Bruno Jakob Thüring (* 7. September 1905 in Warmensteinach im Fichtelgebirge; † 6. Mai 1989 in Karlsruhe) war ein deutscher Physiker und Astronom. Er war ein Anhänger der philosophischen Schule Hugo Dinglers.
Bruno Thüring studierte von 1924 bis 1928 zunächst Philosophie, später Astronomie, Mathematik und Physik an den Universitäten Bamberg, Erlangen und München, wo er 1928 zum Dr. phil promovierte. Von 1928 bis 1933 war er als Hilfsassistent an der Sternwarte München tätig. Von 1934 bis 1935 war er Assistent von Heinrich Vogt an der Universität Heidelberg, wo er sich 1935 habilitierte. Ende 1935 wurde er Observator an der Sternwarte München. In München arbeitete er eng mit dem Astronomen Wilhelm Führer zusammen. Seit 1937 war Thüring Dozent für Astronomie an der Universität München.
Wie sein Münchner Arbeitskollege Führer war Thüring seit Beginn der NS-Zeit ein überzeugter und aktiver Nationalsozialist. Bereits 1930 war er – als 25-Jähriger – in die NSDAP eingetreten. 1933 wurde er auch Mitglied der SA.
Als überzeugter Anhänger der philosophischen Lehre Hugo Dinglers stand Thüring den Wissenschaftlern der Deutschen Physik um die beiden bereits betagten Nobelpreisträger Philipp Lenard und Johannes Stark nahe, die mit den revolutionären Entwicklungen der modernen Physik haderten, insbesondere mit der von Hendrik Antoon Lorentz, Henri Poincaré, Albert Einstein, David Hilbert und anderen entwickelten Relativitätstheorie, die u. a. die klassische Elektrodynamik der bewegten Körper ablöste. Für besondere Aufmerksamkeit sorgte in diesem Zusammenhang eine Polemik, die Thüring 1941 in einer rassistischen Fachzeitschrift des Nationalsozialismus veröffentlichte.
1939 stand Thüring auf der Wunschliste des NS-Dozentenbunds, insbesondere seines Studienkollegen Wilhelm Führer, als neuer Direktor der Hamburger Sternwarte. Der frühere Direktor Richard Schorr und die Einsprüche Walter Baades konnten dies verhindern.[1]

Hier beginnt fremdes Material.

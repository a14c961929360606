use std::{
    collections::hash_map::DefaultHasher,
    hash::{Hash, Hasher},
    sync::Arc,
};

use async_openai::{config::OpenAIConfig, types::CreateEmbeddingRequestArgs, Client};

use crate::{
    error::AppError,
    utils::config::{AppConfig, EmbeddingBackend},
};

/// Turns chunk and question text into vectors before they reach the index.
///
/// The `Hashed` backend is fully deterministic and needs no network, which is
/// what the test suites run against.
#[derive(Clone)]
pub struct EmbeddingProvider {
    inner: EmbeddingInner,
}

#[derive(Clone)]
enum EmbeddingInner {
    OpenAI {
        client: Arc<Client<OpenAIConfig>>,
        model: String,
        dimensions: u32,
    },
    Hashed {
        dimension: usize,
    },
}

impl EmbeddingProvider {
    pub fn from_config(config: &AppConfig, client: Arc<Client<OpenAIConfig>>) -> Self {
        match config.embedding_backend {
            EmbeddingBackend::Openai => Self::new_openai(
                client,
                config.embedding_model.clone(),
                config.embedding_dimensions,
            ),
            EmbeddingBackend::Hashed => Self::new_hashed(config.embedding_dimensions as usize),
        }
    }

    pub fn new_openai(client: Arc<Client<OpenAIConfig>>, model: String, dimensions: u32) -> Self {
        EmbeddingProvider {
            inner: EmbeddingInner::OpenAI {
                client,
                model,
                dimensions,
            },
        }
    }

    pub fn new_hashed(dimension: usize) -> Self {
        EmbeddingProvider {
            inner: EmbeddingInner::Hashed {
                dimension: dimension.max(1),
            },
        }
    }

    pub fn dimension(&self) -> usize {
        match &self.inner {
            EmbeddingInner::Hashed { dimension } => *dimension,
            EmbeddingInner::OpenAI { dimensions, .. } => *dimensions as usize,
        }
    }

    pub async fn embed(&self, text: &str) -> Result<Vec<f32>, AppError> {
        match &self.inner {
            EmbeddingInner::Hashed { dimension } => Ok(hashed_embedding(text, *dimension)),
            EmbeddingInner::OpenAI {
                client,
                model,
                dimensions,
            } => {
                let request = CreateEmbeddingRequestArgs::default()
                    .model(model.clone())
                    .input([text])
                    .dimensions(*dimensions)
                    .build()?;

                let response = client.embeddings().create(request).await?;

                response
                    .data
                    .into_iter()
                    .next()
                    .map(|item| item.embedding)
                    .ok_or_else(|| {
                        AppError::Internal("No embedding data received from API".into())
                    })
            }
        }
    }

    pub async fn embed_batch(&self, texts: Vec<String>) -> Result<Vec<Vec<f32>>, AppError> {
        if texts.is_empty() {
            return Ok(Vec::new());
        }

        match &self.inner {
            EmbeddingInner::Hashed { dimension } => Ok(texts
                .iter()
                .map(|text| hashed_embedding(text, *dimension))
                .collect()),
            EmbeddingInner::OpenAI {
                client,
                model,
                dimensions,
            } => {
                let request = CreateEmbeddingRequestArgs::default()
                    .model(model.clone())
                    .input(texts)
                    .dimensions(*dimensions)
                    .build()?;

                let response = client.embeddings().create(request).await?;

                Ok(response
                    .data
                    .into_iter()
                    .map(|item| item.embedding)
                    .collect())
            }
        }
    }
}

fn hashed_embedding(text: &str, dimension: usize) -> Vec<f32> {
    let dim = dimension.max(1);
    let mut vector = vec![0.0f32; dim];
    if text.is_empty() {
        return vector;
    }

    for token in tokens(text) {
        let idx = bucket(&token, dim);
        if let Some(value) = vector.get_mut(idx) {
            *value += 1.0;
        }
    }

    let norm = vector.iter().map(|v| v * v).sum::<f32>().sqrt();
    if norm > 0.0 {
        for value in &mut vector {
            *value /= norm;
        }
    }

    vector
}

fn tokens(text: &str) -> impl Iterator<Item = String> + '_ {
    text.split(|c: char| !c.is_ascii_alphanumeric())
        .filter(|token| !token.is_empty())
        .map(|token| token.to_ascii_lowercase())
}

fn bucket(token: &str, dimension: usize) -> usize {
    let mut hasher = DefaultHasher::new();
    token.hash(&mut hasher);
    (hasher.finish() as usize) % dimension
}

#[cfg(test)]
mod tests {
    use super::*;

    #[tokio::test]
    async fn hashed_embeddings_are_deterministic_and_normalized() {
        let provider = EmbeddingProvider::new_hashed(64);

        let first = provider.embed("the quick brown fox").await.unwrap();
        let second = provider.embed("the quick brown fox").await.unwrap();
        assert_eq!(first, second);
        assert_eq!(first.len(), 64);

        let norm = first.iter().map(|v| v * v).sum::<f32>().sqrt();
        assert!((norm - 1.0).abs() < 1e-5);
    }

    #[tokio::test]
    async fn hashed_embeddings_distinguish_unrelated_text() {
        let provider = EmbeddingProvider::new_hashed(64);

        let a = provider.embed("rust borrow checker").await.unwrap();
        let b = provider.embed("banana bread recipe").await.unwrap();
        assert_ne!(a, b);
    }

    #[tokio::test]
    async fn batch_matches_single_embeddings() {
        let provider = EmbeddingProvider::new_hashed(32);

        let single = provider.embed("hello world").await.unwrap();
        let batch = provider
            .embed_batch(vec!["hello world".to_string()])
            .await
            .unwrap();
        assert_eq!(batch, vec![single]);
    }

    #[tokio::test]
    async fn empty_batch_is_a_noop() {
        let provider = EmbeddingProvider::new_hashed(32);
        assert!(provider.embed_batch(Vec::new()).await.unwrap().is_empty());
    }
}
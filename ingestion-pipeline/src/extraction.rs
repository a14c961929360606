use std::path::Path;

use bytes::Bytes;
use lopdf::Document;
use tokio::task;

use common::error::AppError;

/// Separator placed between the texts of consecutive pages.
pub const PAGE_SEPARATOR: &str = "\n";

/// Extract the full text of an uploaded document.
///
/// PDFs are read page by page in original order and joined with
/// [`PAGE_SEPARATOR`]; anything else is treated as plain UTF-8 text with a
/// single section. Unreadable input and input that yields no text at all
/// fail with an extraction error.
pub async fn extract_text(bytes: Bytes, filename: &str) -> Result<String, AppError> {
    let text = if is_pdf(filename) {
        extract_pdf_pages(bytes, filename).await?
    } else {
        String::from_utf8(bytes.to_vec()).map_err(|_| {
            AppError::Extraction(format!("document '{filename}' is not valid UTF-8 text"))
        })?
    };

    if text.trim().is_empty() {
        return Err(AppError::Extraction(format!(
            "document '{filename}' produced no text"
        )));
    }

    Ok(text)
}

fn is_pdf(filename: &str) -> bool {
    Path::new(filename)
        .extension()
        .is_some_and(|ext| ext.eq_ignore_ascii_case("pdf"))
}

/// Parsing happens off the async executor; lopdf is CPU-bound.
async fn extract_pdf_pages(bytes: Bytes, filename: &str) -> Result<String, AppError> {
    let filename = filename.to_owned();

    task::spawn_blocking(move || -> Result<String, AppError> {
        let document = Document::load_mem(&bytes).map_err(|err| {
            AppError::Extraction(format!("failed to parse PDF '{filename}': {err}"))
        })?;

        let mut page_numbers: Vec<u32> = document.get_pages().keys().copied().collect();
        page_numbers.sort_unstable();

        let mut pages = Vec::with_capacity(page_numbers.len());
        for page in page_numbers {
            let text = document.extract_text(&[page]).map_err(|err| {
                AppError::Extraction(format!(
                    "failed to extract text from page {page} of '{filename}': {err}"
                ))
            })?;
            pages.push(text);
        }

        Ok(pages.join(PAGE_SEPARATOR))
    })
    .await?
}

Von August 1939 bis Januar 1941 wurde Thüring als Meteorologe zur Luftwaffe eingezogen. Im September 1940 wurde er zum Professor für Astronomie an der Universität Wien und gleichzeitig zum Direktor der dortigen Universitätssternwarte ernannt. Der vorherige Leiter der Sternwarte, Kasimir Graff, der schon 1938 von den Nationalsozialisten beurlaubt worden war, wurde entpflichtet. Von März 1943 bis 1945 wurde Thüring erneut von der Luftwaffe eingezogen.
1945, nach Ende des Zweiten Weltkriegs, wurde Thüring aus politischen Gründe entlassen. Sein Vorgänger Graff übernahm erneut die Leitung der Sternwarte. Thüring wurde wegen seiner politischen Aktivitäten während der NS-Zeit 1949 von der Bayerischen Spruchkammer als „Minderbelasteter“ und 1950 als „Mitläufer“ eingestuft. Gegen ihn hatten darüber hinaus keine rechtlichen Beanstandungen vorgelegen.
Thüring war nach 1945 in Karlsruhe freiberuflich tätig. Er verfasste u. a. ein Werk über das Programmieren elektronischer Rechenanlagen.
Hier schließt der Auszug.